◆ TASK DETAILS: Make an exact copy of every entry, from the first line to the last.

-- DATA TO EXAMINE follows --

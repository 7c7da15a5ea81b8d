//! External request audit trail
//!
//! Every ingestion attempt past the access gate produces exactly one
//! [`ApiRequestLog`] row. Handlers call [`AuditLogger::record`], which never
//! fails and waits for channel capacity when the worker falls behind; a
//! background [`AuditWorker`] drains the channel into the [`ApiLogStore`].

mod redact;
mod worker;

pub use redact::{REDACTED, redact_payload};
pub use worker::AuditWorker;

use std::sync::Arc;

use shared::models::ApiRequestLog;
use shared::util::{now_millis, snowflake_id};
use tokio::sync::mpsc;
use tokio::sync::mpsc::error::SendError;
use tokio::task::JoinHandle;

use crate::db::ApiLogStore;

/// One ingestion outcome, before id and timestamp are assigned
#[derive(Debug, Clone)]
pub struct AuditEntry {
    pub source_ip: Option<String>,
    pub endpoint: String,
    pub method: String,
    pub status_code: u16,
    pub success: bool,
    pub order_number: Option<String>,
    /// Raw request body as received
    pub request_payload: Option<String>,
    pub error_message: Option<String>,
    pub response_time_ms: i64,
}

/// Queued audit writer
#[derive(Clone)]
pub struct AuditLogger {
    tx: mpsc::Sender<ApiRequestLog>,
    redact_payout: bool,
}

impl AuditLogger {
    /// Start the background worker; it stops once every logger clone is dropped
    pub fn spawn(
        store: Arc<dyn ApiLogStore>,
        buffer_size: usize,
        redact_payout: bool,
    ) -> (Self, JoinHandle<()>) {
        let (tx, rx) = mpsc::channel(buffer_size);
        let handle = tokio::spawn(AuditWorker::new(store).run(rx));
        (Self { tx, redact_payout }, handle)
    }

    /// Queue one row, applying backpressure when the channel is full.
    /// Failures are logged, never returned.
    pub async fn record(&self, entry: AuditEntry) {
        let request_payload = match entry.request_payload {
            Some(raw) if self.redact_payout => Some(redact_payload(&raw)),
            other => other,
        };

        let row = ApiRequestLog {
            id: snowflake_id(),
            timestamp: now_millis(),
            source_ip: entry.source_ip,
            endpoint: entry.endpoint,
            method: entry.method,
            status_code: entry.status_code,
            success: entry.success,
            order_number: entry.order_number,
            request_payload,
            error_message: entry.error_message,
            response_time_ms: entry.response_time_ms,
        };

        if let Err(SendError(row)) = self.tx.send(row).await {
            tracing::error!(
                endpoint = %row.endpoint,
                status = row.status_code,
                "Audit worker stopped, dropping request log"
            );
        }
    }
}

-- DATA TO EXAMINE concluded --

◆ SOLUTION FOR THIS PROBLEM:
repository 7c7da15a5ea81b8d
//! External request audit trail
//!
//! Every ingestion attempt past the access gate produces exactly one
//! [`ApiRequestLog`] row. Handlers call [`AuditLogger::record`], which never
//! fails and waits for channel capacity when the worker falls behind; a
//! background [`AuditWorker`] drains the channel into the [`ApiLogStore`].

mod redact;
mod worker;

pub use redact::{REDACTED, redact_payload};
pub use worker::AuditWorker;

use std::sync::Arc;

use shared::models::ApiRequestLog;
use shared::util::{now_millis, snowflake_id};
use tokio::sync::mpsc;
use tokio::sync::mpsc::error::SendError;
use tokio::task::JoinHandle;

use crate::db::ApiLogStore;

/// One ingestion outcome, before id and timestamp are assigned
#[derive(Debug, Clone)]
pub struct AuditEntry {
    pub source_ip: Option<String>,
    pub endpoint: String,
    pub method: String,
    pub status_code: u16,
    pub success: bool,
    pub order_number: Option<String>,
    /// Raw request body as received
    pub request_payload: Option<String>,
    pub error_message: Option<String>,
    pub response_time_ms: i64,
}

/// Queued audit writer
#[derive(Clone)]
pub struct AuditLogger {
    tx: mpsc::Sender<ApiRequestLog>,
    redact_payout: bool,
}

impl AuditLogger {
    /// Start the background worker; it stops once every logger clone is dropped
    pub fn spawn(
        store: Arc<dyn ApiLogStore>,
        buffer_size: usize,
        redact_payout: bool,
    ) -> (Self, JoinHandle<()>) {
        let (tx, rx) = mpsc::channel(buffer_size);
        let handle = tokio::spawn(AuditWorker::new(store).run(rx));
        (Self { tx, redact_payout }, handle)
    }

    /// Queue one row, applying backpressure when the channel is full.
    /// Failures are logged, never returned.
    pub async fn record(&self, entry: AuditEntry) {
        let request_payload = match entry.request_payload {
            Some(raw) if self.redact_payout => Some(redact_payload(&raw)),
            other => other,
        };

        let row = ApiRequestLog {
            id: snowflake_id(),
            timestamp: now_millis(),
            source_ip: entry.source_ip,
            endpoint: entry.endpoint,
            method: entry.method,
            status_code: entry.status_code,
            success: entry.success,
            order_number: entry.order_number,
            request_payload,
            error_message: entry.error_message,
            response_time_ms: entry.response_time_ms,
        };

        if let Err(SendError(row)) = self.tx.send(row).await {
            tracing::error!(
                endpoint = %row.endpoint,
                status = row.status_code,
                "Audit worker stopped, dropping request log"
            );
        }
    }
}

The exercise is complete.